まず、記者ではなく一人の人間としてこの男性に向き合った木原氏に拍手を送りたい。木原氏の経歴を東京新聞のサイトから以下に転記する。

木原育子(きはら・いくこ)=特別報道部
愛知県出身、2007年中日新聞社に入社。2015年から東京社会部で警視庁や都庁担当を経て、2020年から特別報道部。精神医療や司法福祉、児童養護など福祉に関わる社会課題を中心に取材中。アイヌ民族を巡る差別問題では、2023年のメディア・アンビシャス大賞を受賞。社会福祉士と精神保健福祉士の資格を取得し、東京新聞特報面で企画連載「社会福祉士⇔新聞記者」を掲載している。戦時下のある家族の物語を描いた絵本「一郎くんの写真」(福音館書店)、共著に「戦後の地層」(現代思潮新社)など。趣味が高じてヨガインストラクターとしても活動中。(2024年2月27日更新)

木原氏はネパールに思い入れがあるという。学生時代にネパール支援のNGO団体に所属していて、何度も僻地の母子保健や教育支援にかかわったという。どうりで、現在も精神医療や司法福祉、児童養護などの福祉をはじめとする社会問題やアイヌなどのマイノリティの取材を続けているわけだ。そして学生時代のその夢や思いを実現している木原氏の信念に二度驚いた。

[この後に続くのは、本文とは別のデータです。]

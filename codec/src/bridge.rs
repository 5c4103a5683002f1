//! Conversion between arbitrary serde types and [`Value`].
//!
//! Use [`to_value`] and [`from_value`] for plain data that has a serde
//! implementation but no registry entry of its own. Structs become maps
//! keyed by field name, sequences become lists and tuples become tuples.
//! `f64` is narrowed to the wire's single-precision float.

use std::fmt;

use serde::de::{self, DeserializeSeed, MapAccess, SeqAccess, Visitor};
use serde::Serialize;

use crate::error::{DecodeError, EncodeError};
use crate::value::{Value, ValueMap};

/// Whether `narrow` reads back as `wide`. `NaN` narrows to `NaN`.
fn narrows_exactly(wide: f64, narrow: f32) -> bool {
    f64::from(narrow) == wide || (wide.is_nan() && narrow.is_nan())
}

// ---------------------------------------------------------------------------
// to_value: T -> Value  (via custom serde::Serializer)
// ---------------------------------------------------------------------------

/// Convert any `T: Serialize` into a [`Value`].
pub fn to_value<T: ?Sized + Serialize>(value: &T) -> Result<Value, EncodeError> {
    value
        .serialize(ValueSerializer)
        .map_err(|e| EncodeError::Custom(e.0))
}

/// Convert a [`Value`] back into any `T: DeserializeOwned`.
pub fn from_value<T: de::DeserializeOwned>(value: Value) -> Result<T, DecodeError> {
    T::deserialize(ValueDeserializer(value)).map_err(|e| DecodeError::Custom(e.0))
}

// ---------------------------------------------------------------------------
// ValueSerializer
// ---------------------------------------------------------------------------

struct ValueSerializer;

#[derive(Debug)]
struct BridgeError(String);

impl fmt::Display for BridgeError {
    fn fmt(&self, f: &mut fmt::Formatter<'_>) -> fmt::Result {
        f.write_str(&self.0)
    }
}

impl std::error::Error for BridgeError {}

impl serde::ser::Error for BridgeError {
    fn custom<T: fmt::Display>(msg: T) -> Self {
        BridgeError(msg.to_string())
    }
}

impl de::Error for BridgeError {
    fn custom<T: fmt::Display>(msg: T) -> Self {
        BridgeError(msg.to_string())
    }
}

fn single_entry(key: &'static str, value: Value) -> Value {
    let mut map = ValueMap::with_capacity(1);
    map.insert(key, value);
    Value::Map(map)
}

impl serde::Serializer for ValueSerializer {
    type Ok = Value;
    type Error = BridgeError;
    type SerializeSeq = SerializeItems;
    type SerializeTuple = SerializeItems;
    type SerializeTupleStruct = SerializeItems;
    type SerializeTupleVariant = SerializeItems;
    type SerializeMap = SerializeEntries;
    type SerializeStruct = SerializeEntries;
    type SerializeStructVariant = SerializeEntries;

    fn serialize_bool(self, v: bool) -> Result<Value, BridgeError> {
        Ok(Value::Bool(v))
    }

    fn serialize_i8(self, v: i8) -> Result<Value, BridgeError> {
        Ok(Value::Int(v.into()))
    }
    fn serialize_i16(self, v: i16) -> Result<Value, BridgeError> {
        Ok(Value::Int(v.into()))
    }
    fn serialize_i32(self, v: i32) -> Result<Value, BridgeError> {
        Ok(Value::Int(v.into()))
    }
    fn serialize_i64(self, v: i64) -> Result<Value, BridgeError> {
        Ok(Value::Int(v))
    }

    fn serialize_u8(self, v: u8) -> Result<Value, BridgeError> {
        Ok(Value::Int(v.into()))
    }
    fn serialize_u16(self, v: u16) -> Result<Value, BridgeError> {
        Ok(Value::Int(v.into()))
    }
    fn serialize_u32(self, v: u32) -> Result<Value, BridgeError> {
        Ok(Value::Int(v.into()))
    }
    fn serialize_u64(self, v: u64) -> Result<Value, BridgeError> {
        i64::try_from(v)
            .map(Value::Int)
            .map_err(|_| BridgeError(format!("integer {v} is out of the encodable range")))
    }

    fn serialize_f32(self, v: f32) -> Result<Value, BridgeError> {
        Ok(Value::Float(v))
    }
    fn serialize_f64(self, v: f64) -> Result<Value, BridgeError> {
        let narrow = v as f32;
        if !narrows_exactly(v, narrow) {
            log::debug!("Narrowed f64 {v} to f32 {narrow}");
        }
        Ok(Value::Float(narrow))
    }

    fn serialize_char(self, v: char) -> Result<Value, BridgeError> {
        Ok(Value::Text(v.to_string()))
    }
    fn serialize_str(self, v: &str) -> Result<Value, BridgeError> {
        Ok(Value::Text(v.to_owned()))
    }
    fn serialize_bytes(self, v: &[u8]) -> Result<Value, BridgeError> {
        Ok(Value::Bytes(v.to_vec()))
    }

    fn serialize_none(self) -> Result<Value, BridgeError> {
        Ok(Value::Null)
    }
    fn serialize_some<T: ?Sized + Serialize>(self, value: &T) -> Result<Value, BridgeError> {
        value.serialize(self)
    }

    fn serialize_unit(self) -> Result<Value, BridgeError> {
        Ok(Value::Null)
    }
    fn serialize_unit_struct(self, _name: &'static str) -> Result<Value, BridgeError> {
        Ok(Value::Null)
    }
    fn serialize_unit_variant(
        self,
        _name: &'static str,
        _variant_index: u32,
        variant: &'static str,
    ) -> Result<Value, BridgeError> {
        Ok(Value::Text(variant.to_owned()))
    }

    fn serialize_newtype_struct<T: ?Sized + Serialize>(
        self,
        _name: &'static str,
        value: &T,
    ) -> Result<Value, BridgeError> {
        value.serialize(self)
    }

    fn serialize_newtype_variant<T: ?Sized + Serialize>(
        self,
        _name: &'static str,
        _variant_index: u32,
        variant: &'static str,
        value: &T,
    ) -> Result<Value, BridgeError> {
        Ok(single_entry(variant, value.serialize(ValueSerializer)?))
    }

    fn serialize_seq(self, len: Option<usize>) -> Result<SerializeItems, BridgeError> {
        Ok(SerializeItems::new(ItemsKind::List, len.unwrap_or(0)))
    }

    fn serialize_tuple(self, len: usize) -> Result<SerializeItems, BridgeError> {
        Ok(SerializeItems::new(ItemsKind::Tuple, len))
    }

    fn serialize_tuple_struct(
        self,
        _name: &'static str,
        len: usize,
    ) -> Result<SerializeItems, BridgeError> {
        Ok(SerializeItems::new(ItemsKind::Tuple, len))
    }

    fn serialize_tuple_variant(
        self,
        _name: &'static str,
        _variant_index: u32,
        variant: &'static str,
        len: usize,
    ) -> Result<SerializeItems, BridgeError> {
        Ok(SerializeItems::new(ItemsKind::Variant(variant), len))
    }

    fn serialize_map(self, len: Option<usize>) -> Result<SerializeEntries, BridgeError> {
        Ok(SerializeEntries::new(None, len.unwrap_or(0)))
    }

    fn serialize_struct(
        self,
        _name: &'static str,
        len: usize,
    ) -> Result<SerializeEntries, BridgeError> {
        Ok(SerializeEntries::new(None, len))
    }

    fn serialize_struct_variant(
        self,
        _name: &'static str,
        _variant_index: u32,
        variant: &'static str,
        len: usize,
    ) -> Result<SerializeEntries, BridgeError> {
        Ok(SerializeEntries::new(Some(variant), len))
    }
}

enum ItemsKind {
    List,
    Tuple,
    Variant(&'static str),
}

struct SerializeItems {
    kind: ItemsKind,
    items: Vec<Value>,
}

impl SerializeItems {
    fn new(kind: ItemsKind, capacity: usize) -> Self {
        Self {
            kind,
            items: Vec::with_capacity(capacity),
        }
    }

    fn push<T: ?Sized + Serialize>(&mut self, value: &T) -> Result<(), BridgeError> {
        self.items.push(value.serialize(ValueSerializer)?);
        Ok(())
    }

    fn finish(self) -> Value {
        match self.kind {
            ItemsKind::List => Value::List(self.items),
            ItemsKind::Tuple => Value::Tuple(self.items),
            ItemsKind::Variant(variant) => single_entry(variant, Value::Tuple(self.items)),
        }
    }
}

impl serde::ser::SerializeSeq for SerializeItems {
    type Ok = Value;
    type Error = BridgeError;

    fn serialize_element<T: ?Sized + Serialize>(&mut self, value: &T) -> Result<(), BridgeError> {
        self.push(value)
    }

    fn end(self) -> Result<Value, BridgeError> {
        Ok(self.finish())
    }
}

impl serde::ser::SerializeTuple for SerializeItems {
    type Ok = Value;
    type Error = BridgeError;

    fn serialize_element<T: ?Sized + Serialize>(&mut self, value: &T) -> Result<(), BridgeError> {
        self.push(value)
    }

    fn end(self) -> Result<Value, BridgeError> {
        Ok(self.finish())
    }
}

impl serde::ser::SerializeTupleStruct for SerializeItems {
    type Ok = Value;
    type Error = BridgeError;

    fn serialize_field<T: ?Sized + Serialize>(&mut self, value: &T) -> Result<(), BridgeError> {
        self.push(value)
    }

    fn end(self) -> Result<Value, BridgeError> {
        Ok(self.finish())
    }
}

impl serde::ser::SerializeTupleVariant for SerializeItems {
    type Ok = Value;
    type Error = BridgeError;

    fn serialize_field<T: ?Sized + Serialize>(&mut self, value: &T) -> Result<(), BridgeError> {
        self.push(value)
    }

    fn end(self) -> Result<Value, BridgeError> {
        Ok(self.finish())
    }
}

struct SerializeEntries {
    variant: Option<&'static str>,
    entries: ValueMap,
    current_key: Option<Value>,
}

impl SerializeEntries {
    fn new(variant: Option<&'static str>, capacity: usize) -> Self {
        Self {
            variant,
            entries: ValueMap::with_capacity(capacity),
            current_key: None,
        }
    }

    fn finish(self) -> Value {
        match self.variant {
            Some(variant) => single_entry(variant, Value::Map(self.entries)),
            None => Value::Map(self.entries),
        }
    }
}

私もネパールには思い入れがある。いくつもの番組を制作して、何度もネパールを訪れた。好きな国の一つだ。その国から、おそらく出稼ぎに来ているのであろう男性に「日本人はとても厳しい」と言わしめる。それは悲しいことだと思った。ネパールの大自然、特に私はヒマラヤが好きだったので、いまでもあのレンガ造りの民家の向こうに見える雪山の景色を思い出す。そんな「おおらか」で「雄大」な場所からやってきた人にとっては、日本はあまりにも窮屈でつらかったのだろうか。自分の存在を消してしまいたくなるような何が彼の身にあったのだろうか。事実はわからないが、もしかしたら何らかの「ハラスメント」があったとも推測される。
それを考えると胸が痛く、涙が出そうになる。

ネパールの人々のあの笑顔。それがこの日本でも見られる社会にしたいと思った。